The Oak Tree – A Bird Sanctuary?

We associate birds with particular habitats and many with certain trees — Blue-winged warblers in locusts, kinglets in hemlocks, Red-cockaded woodpeckers in longleaf pines, Yellow-bellied sapsuckers on birches. And these days, many of us are putting native plants in our yards and gardens to attract and help pollinators like bees or butterflies.

My parents would have been puzzled by the clover and buttercups I let sprout in my lawn, or the milkweed, joe pye, goldenrod, and other weedy stuff that filled the fields I roamed in as a boy before development paved almost all of Long Island.


But who plants oak trees these days? They are the stuff of poetry and history, of yesteryear, as in “old oaken bucket.” So, I should admit that I have carefully tended a healthy red oak sapling in my garden since a squirrel put it there nearly 10 years ago despite the mature tulip poplars, pin oaks, some dogwoods, a hawthorn, a huge specimen Southern magnolia, and a neighbor’s massive beech tree that already create sylvan shade and leaf litter in for my modest suburban homestead. But I love oaks because I love shade and hate heat and humidity (and air conditioning bills) in sunny, sweaty Bethesda. And I know they sequester carbon dioxide and combat global warming.

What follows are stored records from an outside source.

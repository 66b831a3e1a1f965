// src/handlers/chat.rs

use axum::{
    Json,
    extract::{
        Path, State, WebSocketUpgrade,
        ws::{Message, WebSocket},
    },
    http::StatusCode,
    response::{IntoResponse, Response},
};
use serde_json::json;
use tokio::sync::broadcast;
use uuid::Uuid;
use validator::Validate;

use crate::{
    common::error::AppError,
    config::AppState,
    middleware::auth::AuthenticatedEmployee,
    models::chat::{
        AddParticipantPayload, ChangeParticipantRolePayload, ChatEvent, ChatMessageView,
        CreateRoomPayload, CreatedRoom, EditMessagePayload, MessageId, RenameRoomPayload,
        RoomId, RoomListing, SendMessagePayload,
    },
    services::fanout::DeliveryLog,
};

// Os IDs de sala/mensagem viajam como string, porque podem ser
// persistidos (UUID) ou temporários (prefixo "temp-")
fn parse_room_id(raw: &str) -> Result<RoomId, AppError> {
    raw.parse()
        .map_err(|_| AppError::field("roomId", "ID de sala inválido"))
}

fn parse_message_id(raw: &str) -> Result<MessageId, AppError> {
    raw.parse()
        .map_err(|_| AppError::field("messageId", "ID de mensagem inválido"))
}

// POST /api/chat/rooms
#[utoipa::path(
    post,
    path = "/api/chat/rooms",
    tag = "Chat",
    request_body = CreateRoomPayload,
    responses(
        (status = 201, description = "Sala criada (persistida ou temporária)", body = CreatedRoom),
        (status = 400, description = "Dados inválidos")
    ),
    security(("api_jwt" = []))
)]
pub async fn create_room(
    State(app_state): State<AppState>,
    AuthenticatedEmployee(employee): AuthenticatedEmployee,
    Json(payload): Json<CreateRoomPayload>,
) -> Result<impl IntoResponse, AppError> {
    payload.validate().map_err(AppError::ValidationError)?;

    let created = app_state.chat_service.create_room(&employee, &payload).await?;
    Ok((StatusCode::CREATED, Json(created)))
}

// GET /api/chat/rooms
#[utoipa::path(
    get,
    path = "/api/chat/rooms",
    tag = "Chat",
    responses((status = 200, description = "Salas do funcionário, com não lidas", body = Vec<RoomListing>)),
    security(("api_jwt" = []))
)]
pub async fn list_rooms(
    State(app_state): State<AppState>,
    AuthenticatedEmployee(employee): AuthenticatedEmployee,
) -> Result<Json<Vec<RoomListing>>, AppError> {
    let rooms = app_state.chat_service.list_rooms(&employee).await?;
    Ok(Json(rooms))
}

// GET /api/chat/rooms/{room_id}/messages
#[utoipa::path(
    get,
    path = "/api/chat/rooms/{room_id}/messages",
    tag = "Chat",
    params(("room_id" = String, Path, description = "ID da sala (UUID ou temp-...)")),
    responses((status = 200, description = "Mensagens em ordem de criação", body = Vec<ChatMessageView>)),
    security(("api_jwt" = []))
)]
pub async fn list_messages(
    State(app_state): State<AppState>,
    AuthenticatedEmployee(employee): AuthenticatedEmployee,
    Path(room_id): Path<String>,
) -> Result<Json<Vec<ChatMessageView>>, AppError> {
    let room_id = parse_room_id(&room_id)?;
    let messages = app_state
        .chat_service
        .list_messages(&employee, &room_id)
        .await?;
    Ok(Json(messages))
}

// POST /api/chat/rooms/{room_id}/messages
#[utoipa::path(
    post,
    path = "/api/chat/rooms/{room_id}/messages",
    tag = "Chat",
    params(("room_id" = String, Path, description = "ID da sala")),
    request_body = SendMessagePayload,
    responses(
        (status = 201, description = "Mensagem enviada, enriquecida com o remetente", body = ChatMessageView),
        (status = 403, description = "Remetente não participa da sala")
    ),
    security(("api_jwt" = []))
)]
pub async fn send_message(
    State(app_state): State<AppState>,
    AuthenticatedEmployee(employee): AuthenticatedEmployee,
    Path(room_id): Path<String>,
    Json(payload): Json<SendMessagePayload>,
) -> Result<impl IntoResponse, AppError> {
    let room_id = parse_room_id(&room_id)?;
    let message = app_state
        .chat_service
        .send_message(&employee, &room_id, &payload)
        .await?;
    Ok((StatusCode::CREATED, Json(message)))
}

// PATCH /api/chat/rooms/{room_id}/messages/{message_id}
#[utoipa::path(
    patch,
    path = "/api/chat/rooms/{room_id}/messages/{message_id}",
    tag = "Chat",
    params(
        ("room_id" = String, Path, description = "ID da sala"),
        ("message_id" = String, Path, description = "ID da mensagem")
    ),
    request_body = EditMessagePayload,
    responses((status = 200, description = "Mensagem editada", body = ChatMessageView)),
    security(("api_jwt" = []))
)]
pub async fn edit_message(
    State(app_state): State<AppState>,
    AuthenticatedEmployee(employee): AuthenticatedEmployee,
    Path((room_id, message_id)): Path<(String, String)>,
    Json(payload): Json<EditMessagePayload>,
) -> Result<Json<ChatMessageView>, AppError> {
    payload.validate().map_err(AppError::ValidationError)?;

    let room_id = parse_room_id(&room_id)?;
    let message_id = parse_message_id(&message_id)?;
    let message = app_state
        .chat_service
        .edit_message(&employee, &room_id, &message_id, payload.content.trim())
        .await?;
    Ok(Json(message))
}

// POST /api/chat/rooms/{room_id}/read
// Melhor esforço: 'updated: false' significa ponteiro não movido
#[utoipa::path(
    post,
    path = "/api/chat/rooms/{room_id}/read",
    tag = "Chat",
    params(("room_id" = String, Path, description = "ID da sala")),
    responses((status = 200, description = "Ponteiro de leitura atualizado (ou não)")),
    security(("api_jwt" = []))
)]
pub async fn mark_read(
    State(app_state): State<AppState>,
    AuthenticatedEmployee(employee): AuthenticatedEmployee,
    Path(room_id): Path<String>,
) -> Result<impl IntoResponse, AppError> {
    let room_id = parse_room_id(&room_id)?;
    let updated = app_state.chat_service.mark_read(&employee, &room_id).await;
    Ok(Json(json!({ "updated": updated })))
}

// PATCH /api/chat/rooms/{room_id}
#[utoipa::path(
    patch,
    path = "/api/chat/rooms/{room_id}",
    tag = "Chat",
    params(("room_id" = String, Path, description = "ID da sala")),
    request_body = RenameRoomPayload,
    responses((status = 204, description = "Sala renomeada")),
    security(("api_jwt" = []))
)]
pub async fn rename_room(
    State(app_state): State<AppState>,
    AuthenticatedEmployee(employee): AuthenticatedEmployee,
    Path(room_id): Path<String>,
    Json(payload): Json<RenameRoomPayload>,
) -> Result<StatusCode, AppError> {
    payload.validate().map_err(AppError::ValidationError)?;

    let room_id = parse_room_id(&room_id)?;
    app_state
        .chat_service
        .rename_room(&employee, &room_id, payload.name.trim(), payload.description.as_deref())
        .await?;
    Ok(StatusCode::NO_CONTENT)
}

// DELETE /api/chat/rooms/{room_id} — desativação lógica
#[utoipa::path(
    delete,
    path = "/api/chat/rooms/{room_id}",
    tag = "Chat",
    params(("room_id" = String, Path, description = "ID da sala")),
    responses((status = 204, description = "Sala desativada")),
    security(("api_jwt" = []))
)]
pub async fn deactivate_room(
    State(app_state): State<AppState>,
    AuthenticatedEmployee(employee): AuthenticatedEmployee,
    Path(room_id): Path<String>,
) -> Result<StatusCode, AppError> {
    let room_id = parse_room_id(&room_id)?;
    app_state
        .chat_service
        .deactivate_room(&employee, &room_id)
        .await?;
    Ok(StatusCode::NO_CONTENT)
}

// POST /api/chat/rooms/{room_id}/participants
#[utoipa::path(
    post,
    path = "/api/chat/rooms/{room_id}/participants",
    tag = "Chat",
    params(("room_id" = String, Path, description = "ID da sala")),
    request_body = AddParticipantPayload,
    responses((status = 204, description = "Participante adicionado (ou reativado)")),
    security(("api_jwt" = []))
)]
pub async fn add_participant(
    State(app_state): State<AppState>,
    AuthenticatedEmployee(employee): AuthenticatedEmployee,
    Path(room_id): Path<String>,
    Json(payload): Json<AddParticipantPayload>,
) -> Result<StatusCode, AppError> {
    let room_id = parse_room_id(&room_id)?;
    app_state
        .chat_service
        .add_participant(&employee, &room_id, payload.employee_id, payload.role)
        .await?;
    Ok(StatusCode::NO_CONTENT)
}

// DELETE /api/chat/rooms/{room_id}/participants/{employee_id}
#[utoipa::path(
    delete,
    path = "/api/chat/rooms/{room_id}/participants/{employee_id}",
    tag = "Chat",
    params(
        ("room_id" = String, Path, description = "ID da sala"),
        ("employee_id" = Uuid, Path, description = "Funcionário a remover")
    ),
    responses((status = 204, description = "Participação desativada")),
    security(("api_jwt" = []))
)]
pub async fn remove_participant(
    State(app_state): State<AppState>,
    AuthenticatedEmployee(employee): AuthenticatedEmployee,
    Path((room_id, target)): Path<(String, Uuid)>,
) -> Result<StatusCode, AppError> {
    let room_id = parse_room_id(&room_id)?;
    app_state
        .chat_service
        .remove_participant(&employee, &room_id, target)
        .await?;
    Ok(StatusCode::NO_CONTENT)
}

// PATCH /api/chat/rooms/{room_id}/participants/{employee_id}
#[utoipa::path(
    patch,
    path = "/api/chat/rooms/{room_id}/participants/{employee_id}",
    tag = "Chat",
    params(
        ("room_id" = String, Path, description = "ID da sala"),
        ("employee_id" = Uuid, Path, description = "Funcionário alvo")
    ),
    request_body = ChangeParticipantRolePayload,
    responses((status = 204, description = "Papel alterado")),
    security(("api_jwt" = []))
)]
pub async fn change_participant_role(
    State(app_state): State<AppState>,
    AuthenticatedEmployee(employee): AuthenticatedEmployee,
    Path((room_id, target)): Path<(String, Uuid)>,
    Json(payload): Json<ChangeParticipantRolePayload>,
) -> Result<StatusCode, AppError> {
    let room_id = parse_room_id(&room_id)?;
    app_state
        .chat_service
        .set_participant_role(&employee, &room_id, target, payload.role)
        .await?;
    Ok(StatusCode::NO_CONTENT)
}

// GET /api/chat/rooms/{room_id}/subscribe — WebSocket de eventos da sala.
// A assinatura confere a participação ANTES do upgrade; cancelar é
// fechar o socket (o receiver é solto e o hub limpa o canal órfão).
pub async fn subscribe_room(
    State(app_state): State<AppState>,
    AuthenticatedEmployee(employee): AuthenticatedEmployee,
    Path(room_id): Path<String>,
    ws: WebSocketUpgrade,
) -> Result<Response, AppError> {
    let room_id = parse_room_id(&room_id)?;
    let receiver = app_state.chat_service.subscribe(&employee, &room_id).await?;

    Ok(ws.on_upgrade(move |socket| stream_room_events(socket, receiver)))
}

async fn stream_room_events(
    mut socket: WebSocket,
    mut receiver: broadcast::Receiver<ChatEvent>,
) {
    // Merge idempotente por ID de mensagem: os dois caminhos de storage
    // publicam no mesmo hub, e o assinante não pode ver duplicata
    let mut delivery_log = DeliveryLog::new();

    loop {
        tokio::select! {
            event = receiver.recv() => match event {
                Ok(event) => {
                    if !delivery_log.should_deliver(&event) {
                        continue;
                    }
                    let Ok(payload) = serde_json::to_string(&event) else {
                        continue;
                    };
                    if socket.send(Message::Text(payload.into())).await.is_err() {
                        break;
                    }
                }
                Err(broadcast::error::RecvError::Lagged(skipped)) => {
                    // Consumidor lento: perdeu eventos, mas só os dele
                    tracing::warn!("Assinante atrasado: {skipped} evento(s) descartado(s)");
                }
                Err(broadcast::error::RecvError::Closed) => break,
            },
            incoming = socket.recv() => match incoming {
                // A assinatura é só leitura: payloads do cliente são ignorados
                Some(Ok(_)) => {}
                // Cliente fechou (ou erro): encerrar solta o receiver
                _ => break,
            },
        }
    }
}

Yet it took Adrian Higgins, the gardening columnist of the Washington Post, to remind me and convince me that solid, staid, stately oak trees are good for the pollinators and the birds as well. Their acorns feed turkeys, woodpeckers, crows, titmice and, of course Blue Jays. But drawing on native plant guru Doug Tallemy’s new book, Quercus, a kind of ode to oaks, Higgins discover that oaks support more forms of life than any other tree genus in America and that they are critical to migrating birds who eat the caterpillars of the many moths and butterflies that feast on young oak leaves. If you love butterflies and birds, you should plant some oaks. Adrian Higgins can explain how and why.